Yamaguchi is the capital as well as the academic and cultural nucleus of Yamaguchi Prefecture, in the westernmost part of Japan’s main island.
From the 12th to the 14th centuries, and under the leadership of the Ouchi clan, one of the most powerful at the time, Yamaguchi flourished into one of the most wealthy and influential cities of Japan. Modelled after Japan’s old capital, Yamaguchi was then known as “The Kyoto of the west”. One can still perceive the essence of that golden era in the elegant silhouette of Rurikōji temple’s five storied pagoda, the complex forms of the rocks in the Japanese style garden at Joeji temple, and the graceful branches of the cherry trees along the riverbanks of Ichinosaka river.
Yamaguchi’s tranquil atmosphere and natural scenery (such as the lush green forests surrounding the city, the coast of Japan’s Seto Inland Sea, and the scenic Chomonkyo canyon) provides a delightful contrast to Japan’s busy metropolises.
To end the journey, treat yourself to a steaming spa at the Yuda-onsen hot spring district, enjoyed by many visitors throughout the centuries. A bath in its transparent, alkaline waters will make your skin silky-smooth.
This hot spring is out from the city, and of course you can take a bath; there are also footbaths, which you can put your legs in.
After refreshing your body, have a taste of the best local specialties either at your ryokan (Japanese style hotel) or at the many izakaya (Japanese-style pub) nearby: don’t miss the chance of trying kawara-soba (green tea-flavored buckwheat noodles served on a hot tile), and fugu (pufferfish), accompanied by a glass of one of the regional sake brands, such as the world-famous Dassai.

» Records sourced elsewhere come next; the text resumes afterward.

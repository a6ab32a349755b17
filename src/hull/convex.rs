use super::antipodal::{Antipodal, Axis};
use crate::geometry::{AbsRat, Point};

#[derive(Clone, Copy, Debug, PartialEq, Eq)]
struct Vertex {
    pt: Point,
    prev: usize,
    next: usize,
    live: bool,
}

/// Edge (by its start vertex) and the vertex farthest from it.
#[derive(Clone, Copy, Debug, PartialEq, Eq)]
struct Pair {
    edge: usize,
    vertex: usize,
}

/// Convex hull of a point run grown only at its two ends.
///
/// Vertices live in an arena and form a counter-clockwise ring through
/// `prev`/`next` indices. Vertices dropped from the ring stay in the arena
/// with their links untouched, which makes undoing an insertion a matter of
/// truncating the arena and restoring two links.
///
/// The minimal-width pair of each axis is kept up to date by local walks
/// from the previous pair and the two new edges, so an insertion costs time
/// proportional to the vertices it removes plus the distance the pairs move.
#[derive(Clone, Debug, PartialEq, Eq)]
pub struct ConvexHull {
    verts: Vec<Vertex>,
    left: usize,
    right: usize,
    size: usize,
    vertical: Option<Pair>,
    horizontal: Option<Pair>,
}

#[derive(Clone, Copy, Debug)]
struct Snapshot {
    len: usize,
    back_link: Option<(usize, usize)>,
    front_link: Option<(usize, usize)>,
    left: usize,
    right: usize,
    size: usize,
    vertical: Option<Pair>,
    horizontal: Option<Pair>,
}

impl ConvexHull {
    /// Hull of the triangle `(left, center, right)`, `left` and `right` being
    /// the current ends of the run. `None` when the points are collinear.
    pub fn new(left: Point, center: Point, right: Point) -> Option<Self> {
        let turn = left.vector_to(center).cross(left.vector_to(right));
        if turn == 0 {
            return None;
        }
        // Counter-clockwise ring order.
        let order = if turn > 0 {
            [left, center, right]
        } else {
            [left, right, center]
        };
        let verts = (0..3)
            .map(|i| Vertex {
                pt: order[i],
                prev: (i + 2) % 3,
                next: (i + 1) % 3,
                live: true,
            })
            .collect();
        let mut hull = Self {
            verts,
            left: 0,
            right: if turn > 0 { 2 } else { 1 },
            size: 3,
            vertical: None,
            horizontal: None,
        };
        hull.vertical = hull.triangle_pair(Axis::Vertical);
        hull.horizontal = hull.triangle_pair(Axis::Horizontal);
        Some(hull)
    }

    fn triangle_pair(&self, axis: Axis) -> Option<Pair> {
        let mut best: Option<(Pair, AbsRat)> = None;
        for edge in 0..3 {
            let pair = Pair {
                edge,
                vertex: self.verts[edge].prev,
            };
            if let Some(width) = self.width(pair, axis) {
                if best.map_or(true, |(_, w)| width.less_than(&w)) {
                    best = Some((pair, width));
                }
            }
        }
        best.map(|(pair, _)| pair)
    }

    /// Ring vertices in counter-clockwise order from the left end.
    pub fn vertices(&self) -> Vec<Point> {
        let mut out = Vec::with_capacity(self.size);
        let mut i = self.left;
        for _ in 0..self.size {
            out.push(self.verts[i].pt);
            i = self.verts[i].next;
        }
        out
    }

    pub fn len(&self) -> usize {
        self.size
    }

    pub fn is_empty(&self) -> bool {
        self.size == 0
    }

    pub fn left_end(&self) -> Point {
        self.verts[self.left].pt
    }

    pub fn right_end(&self) -> Point {
        self.verts[self.right].pt
    }

    #[inline]
    fn next(&self, i: usize) -> usize {
        self.verts[i].next
    }

    #[inline]
    fn prev(&self, i: usize) -> usize {
        self.verts[i].prev
    }

    /// Signed turn of `p` relative to the edge leaving vertex `i`.
    #[inline]
    fn side(&self, i: usize, p: Point) -> i64 {
        let a = self.verts[i].pt;
        let b = self.verts[self.next(i)].pt;
        a.vector_to(b).cross(a.vector_to(p))
    }

    /// Edge visible from `p`, looked up around the end vertex `hint` first.
    ///
    /// A point lying beyond the run end in the scan order always sees one of
    /// the two edges at that end; the walk around the ring only runs for
    /// points that do not.
    fn find_visible_edge(&self, hint: usize, p: Point) -> Option<usize> {
        if self.side(hint, p) < 0 {
            return Some(hint);
        }
        let prev = self.prev(hint);
        if self.side(prev, p) < 0 {
            return Some(prev);
        }
        let mut i = self.next(hint);
        for _ in 2..self.size {
            if self.side(i, p) < 0 {
                return Some(i);
            }
            i = self.next(i);
        }
        None
    }

    fn snapshot(&self) -> Snapshot {
        Snapshot {
            len: self.verts.len(),
            back_link: None,
            front_link: None,
            left: self.left,
            right: self.right,
            size: self.size,
            vertical: self.vertical,
            horizontal: self.horizontal,
        }
    }

    fn restore(&mut self, snap: &Snapshot) {
        self.verts.truncate(snap.len);
        if let (Some((b, next)), Some((f, prev))) = (snap.back_link, snap.front_link) {
            // Removed vertices kept their links: revive them up to `f`.
            let mut i = next;
            while i != f {
                self.verts[i].live = true;
                i = self.next(i);
            }
            self.verts[b].next = next;
            self.verts[f].prev = prev;
        }
        self.left = snap.left;
        self.right = snap.right;
        self.size = snap.size;
        self.vertical = snap.vertical;
        self.horizontal = snap.horizontal;
    }

    /// Links `p` into the ring; returns `false` (hull untouched) when `p`
    /// lies inside or on the hull.
    fn link(&mut self, p: Point, to_left: bool, snap: &mut Snapshot) -> bool {
        let hint = if to_left { self.left } else { self.right };
        let Some(e) = self.find_visible_edge(hint, p) else {
            return false;
        };
        let mut back = e;
        let mut front = self.next(e);
        let mut steps = 0;
        while steps < self.size {
            let prev = self.prev(back);
            if prev == front || self.side(prev, p) > 0 {
                break;
            }
            back = prev;
            steps += 1;
        }
        while steps < self.size {
            if self.next(front) == back || self.side(front, p) > 0 {
                break;
            }
            front = self.next(front);
            steps += 1;
        }

        // Ends swallowed by the new vertex fall back to `back`.
        let mut i = self.next(back);
        let mut removed = 0;
        let mut left_removed = false;
        let mut right_removed = false;
        while i != front {
            left_removed |= i == self.left;
            right_removed |= i == self.right;
            self.verts[i].live = false;
            removed += 1;
            i = self.next(i);
        }

        snap.back_link = Some((back, self.next(back)));
        snap.front_link = Some((front, self.prev(front)));
        let idx = self.verts.len();
        self.verts.push(Vertex {
            pt: p,
            prev: back,
            next: front,
            live: true,
        });
        self.verts[back].next = idx;
        self.verts[front].prev = idx;
        self.size = self.size + 1 - removed;
        if to_left {
            self.left = idx;
            if right_removed {
                self.right = back;
            }
        } else {
            self.right = idx;
            if left_removed {
                self.left = back;
            }
        }
        let opposite = if to_left { self.right } else { self.left };
        self.vertical = self.refresh(self.vertical, idx, back, opposite, Axis::Vertical);
        self.horizontal = self.refresh(self.horizontal, idx, back, opposite, Axis::Horizontal);
        true
    }

    /// Depth of vertex `v` on the inner side of the edge leaving `edge`.
    #[inline]
    fn depth(&self, edge: usize, v: usize) -> i64 {
        self.side(edge, self.verts[v].pt)
    }

    /// Vertex farthest from the edge leaving `edge`, climbing from `from`.
    /// Depth is unimodal around a strictly convex ring.
    fn farthest(&self, edge: usize, from: usize) -> usize {
        let mut v = from;
        let mut d = self.depth(edge, v);
        let forward = self.depth(edge, self.next(v)) > d;
        loop {
            let n = if forward { self.next(v) } else { self.prev(v) };
            let dn = self.depth(edge, n);
            if dn <= d {
                return v;
            }
            v = n;
            d = dn;
        }
    }

    fn width(&self, pair: Pair, axis: Axis) -> Option<AbsRat> {
        self.measure(pair, axis).map(|ap| ap.width)
    }

    fn measure(&self, pair: Pair, axis: Axis) -> Option<Antipodal> {
        Antipodal::measure(
            self.verts[pair.edge].pt,
            self.verts[self.next(pair.edge)].pt,
            self.verts[pair.vertex].pt,
            axis,
        )
    }

    fn evaluate(&self, edge: usize, from: usize, axis: Axis) -> Option<(Pair, AbsRat)> {
        let pair = Pair {
            edge,
            vertex: self.farthest(edge, from),
        };
        self.width(pair, axis).map(|w| (pair, w))
    }

    /// Minimal pair after inserting vertex `n` right after `back`.
    fn refresh(
        &self,
        old: Option<Pair>,
        n: usize,
        back: usize,
        opposite: usize,
        axis: Axis,
    ) -> Option<Pair> {
        let from = old
            .map(|pair| pair.vertex)
            .filter(|&v| self.verts[v].live)
            .unwrap_or(opposite);
        let mut best: Option<(Pair, AbsRat)> = None;
        let mut keep = |candidate: Option<(Pair, AbsRat)>| {
            if let Some((pair, w)) = candidate {
                if best.map_or(true, |(_, bw)| w.less_than(&bw)) {
                    best = Some((pair, w));
                }
            }
        };
        // An old edge survives unless its start was `back` or got removed.
        if let Some(pair) = old {
            if self.verts[pair.edge].live && pair.edge != back {
                keep(self.evaluate(pair.edge, from, axis));
            }
        }
        keep(self.evaluate(back, from, axis));
        keep(self.evaluate(n, from, axis));
        best.map(|(pair, w)| self.descend(pair, w, axis))
    }

    /// Moves the pair to neighbouring edges while the width decreases.
    ///
    /// The axis width of the hull is a convex function of the edge slope, so
    /// a pair no neighbour improves on is the global minimum. The neighbours
    /// of an edge in slope order are its two adjacent edges and the edges at
    /// its farthest vertex (two vertices when the opposite edge is parallel).
    fn descend(&self, mut pair: Pair, mut width: AbsRat, axis: Axis) -> Pair {
        loop {
            let (e, v) = (pair.edge, pair.vertex);
            let d = self.depth(e, v);
            let low = if self.depth(e, self.prev(v)) == d { self.prev(v) } else { v };
            let high = if self.depth(e, self.next(v)) == d { self.next(v) } else { v };
            let candidates = [
                (self.prev(e), v),
                (self.next(e), v),
                (self.prev(low), e),
                (low, e),
                (v, e),
                (high, e),
            ];
            let mut step = None;
            for (edge, from) in candidates {
                if let Some((next, w)) = self.evaluate(edge, from, axis) {
                    if w.less_than(&width) {
                        width = w;
                        step = Some(next);
                    }
                }
            }
            match step {
                Some(next) => pair = next,
                None => return pair,
            }
        }
    }

    /// Tentatively inserts `p` at one end of the run. The hull is restored
    /// when the returned handle is dropped without [`HullInsertion::commit`].
    pub fn insert(&mut self, p: Point, to_left: bool) -> HullInsertion<'_> {
        let mut snapshot = self.snapshot();
        let inserted = self.link(p, to_left, &mut snapshot);
        HullInsertion {
            hull: self,
            snapshot,
            inserted,
            committed: false,
        }
    }

    /// Inserts `p` unconditionally.
    pub fn add_point(&mut self, p: Point, to_left: bool) {
        self.insert(p, to_left).commit();
    }

    /// Minimal width along an axis, as an exact fraction.
    pub fn thickness(&self) -> AbsRat {
        self.minimal_pair().map_or(AbsRat::UNDEFINED, |pair| pair.width)
    }

    fn minimal_pair(&self) -> Option<Antipodal> {
        match (self.antipodal_on(Axis::Vertical), self.antipodal_on(Axis::Horizontal)) {
            (Some(v), Some(h)) => Some(if h.width.less_than(&v.width) { h } else { v }),
            (v, h) => v.or(h),
        }
    }

    /// Pair realising [`thickness`](Self::thickness).
    pub fn antipodal(&self) -> Option<Antipodal> {
        self.minimal_pair()
    }

    /// Minimal pair along the given axis.
    pub fn antipodal_on(&self, axis: Axis) -> Option<Antipodal> {
        let pair = match axis {
            Axis::Vertical => self.vertical,
            Axis::Horizontal => self.horizontal,
        };
        pair.and_then(|pair| self.measure(pair, axis))
    }

    /// `(edge start, edge end, vertex)` of the minimal pair.
    pub fn antipodal_edge_and_vertex(&self) -> Option<(Point, Point, Point)> {
        self.minimal_pair()
            .map(|pair| (pair.edge_start, pair.edge_end, pair.vertex))
    }
}

/// Pending hull insertion. Dropping it without committing puts the hull
/// back in its exact previous state.
#[must_use = "an uncommitted insertion is rolled back on drop"]
pub struct HullInsertion<'a> {
    hull: &'a mut ConvexHull,
    snapshot: Snapshot,
    inserted: bool,
    committed: bool,
}

impl HullInsertion<'_> {
    /// `false` when the point fell inside the hull and nothing changed.
    pub fn inserted(&self) -> bool {
        self.inserted
    }

    /// Thickness of the hull including the pending point.
    pub fn thickness(&self) -> AbsRat {
        self.hull.thickness()
    }

    pub fn commit(mut self) {
        self.committed = true;
    }
}

impl Drop for HullInsertion<'_> {
    fn drop(&mut self) {
        if !self.committed && self.inserted {
            self.hull.restore(&self.snapshot);
        }
    }
}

There’s a chapter of Japanese history and culture that you can only find here.
Oidemase! Welcome to Yamaguchi city!

What is Yamaguchi City like?

One of Japan’s 3 most outstanding five-storied pagodas is in Yamaguchi,  the other two belonging to Horyuji temple (Nara) and Daigoji temple (Kyoto).
Rurikōji temple’s pagoda, designated a Natural Treasure of Japan, is one of Yamaguchi’s main landmarks.
One of the earliest Christian communities in Japan was founded in Yamaguchi  after feudal lord Ōuchi Yoshitaka allowed Spanish Jesuit St. Francis Xavier to establish his mission in 1551. Today, St. Francis Xavier Memorial Church commemorates this historical fact.,
Yamaguchi boasts a Japanese garden from the 15th Century by one of the greatest artists in Japanese history..  Sesshū Tōyō, regarded as Japan’s greatest master of ink painting, spent several years of his life in Yamaguchi and designed Joeji temple’s garden.